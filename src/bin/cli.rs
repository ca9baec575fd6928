// SPDX-License-Identifier: Apache-2.0
// Copyright (c) 2025 Polyframe Inc.

//! Solidbool CLI

use anyhow::{Context, Result};
use clap::{Parser, Subcommand};
use colored::Colorize;
use solidbool::cli::Reporter;
use solidbool::geometry::{analyze, compact_vertices, HalfEdgeMesh};
use solidbool::{boolean_files, read_obj, write_obj, BooleanOp, EngineConfig};
use std::path::{Path, PathBuf};
use std::time::Instant;
use tracing_subscriber::EnvFilter;

#[derive(Parser)]
#[command(name = "solidbool")]
#[command(about = "Boolean operations on planar B-rep solids stored as OBJ", long_about = None)]
#[command(version)]
struct Cli {
    #[command(subcommand)]
    command: Commands,

    /// Engine configuration file (defaults to ./solidbool.toml when present)
    #[arg(short, long, global = true, value_name = "FILE")]
    config: Option<PathBuf>,

    /// Verbose output
    #[arg(short, long, global = true)]
    verbose: bool,
}

#[derive(Subcommand)]
enum Commands {
    /// A ∪ B
    Union(OperandArgs),

    /// A ∩ B
    Intersect(OperandArgs),

    /// A − B
    Subtract(OperandArgs),

    /// Print analytics for an OBJ solid
    Info {
        /// Input OBJ file
        file: PathBuf,

        /// Emit the statistics as JSON
        #[arg(long)]
        json: bool,
    },
}

#[derive(clap::Args)]
struct OperandArgs {
    /// First operand
    a: PathBuf,

    /// Second operand
    b: PathBuf,

    /// Output OBJ file
    #[arg(short, long)]
    output: PathBuf,
}

fn main() -> Result<()> {
    let cli = Cli::parse();
    init_tracing(cli.verbose);

    let config = load_config(cli.config.as_deref())?;

    match &cli.command {
        Commands::Union(args) => boolean_command(BooleanOp::Union, args, &config, cli.verbose),
        Commands::Intersect(args) => boolean_command(BooleanOp::Intersect, args, &config, cli.verbose),
        Commands::Subtract(args) => boolean_command(BooleanOp::Subtract, args, &config, cli.verbose),
        Commands::Info { file, json } => info_command(file, *json, &config),
    }
}

fn init_tracing(verbose: bool) {
    let default = if verbose { "solidbool=debug" } else { "solidbool=warn" };
    let filter = EnvFilter::try_from_default_env().unwrap_or_else(|_| EnvFilter::new(default));
    tracing_subscriber::fmt()
        .with_env_filter(filter)
        .with_writer(std::io::stderr)
        .init();
}

fn load_config(path: Option<&Path>) -> Result<EngineConfig> {
    match path {
        Some(path) => {
            let mut config = EngineConfig::from_file(path)?;
            config.apply_env_overrides();
            Ok(config)
        }
        None => EngineConfig::load(),
    }
}

fn boolean_command(op: BooleanOp, args: &OperandArgs, config: &EngineConfig, verbose: bool) -> Result<()> {
    for input in [&args.a, &args.b] {
        if !input.exists() {
            Reporter::report_error(&format!("Input file not found: {}", input.display()));
            std::process::exit(1);
        }
    }

    if verbose {
        println!(
            "{} {} {} {}",
            "Evaluating".bold(),
            args.a.display().to_string().cyan(),
            op.to_string().bold(),
            args.b.display().to_string().cyan()
        );
    }

    let start = Instant::now();
    let outcome = boolean_files(&args.a, &args.b, op, config)?;
    let elapsed = start.elapsed();

    write_obj(&outcome.mesh, &args.output)?;

    let output = args.output.display().to_string();
    if verbose {
        Reporter::report_boolean(op, &output, &outcome, elapsed);
    } else {
        Reporter::success(&format!(
            "{} -> {} ({} faces, {})",
            op,
            output,
            outcome.mesh.face_count(),
            Reporter::format_duration(elapsed)
        ));
    }

    let diag = &outcome.diagnostics;
    if diag.dropped_segments > 0 || diag.pairing.anomalies > 0 {
        Reporter::report_warning(&format!(
            "{} unclosed section segments dropped, {} edge groups could not be paired",
            diag.dropped_segments, diag.pairing.anomalies
        ));
    }

    Ok(())
}

fn info_command(file: &Path, json: bool, config: &EngineConfig) -> Result<()> {
    let solid = read_obj(file)?;
    let compacted = compact_vertices(&solid.faces, &config.tolerance);
    let (mesh, _) = HalfEdgeMesh::from_compacted(&compacted);
    let stats = analyze(&mesh);

    if json {
        let text = serde_json::to_string_pretty(&stats).context("Failed to serialize analytics")?;
        println!("{}", text);
    } else {
        println!("{} {}", "File:".bold(), file.display().to_string().cyan());
        stats.print();
    }
    Ok(())
}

Task prompt
Find every line above that contains the word "outcome", and return each one.

Output below
    let outcome = boolean_files(&args.a, &args.b, op, config)?;
    write_obj(&outcome.mesh, &args.output)?;
        Reporter::report_boolean(op, &output, &outcome, elapsed);
            outcome.mesh.face_count(),
    let diag = &outcome.diagnostics;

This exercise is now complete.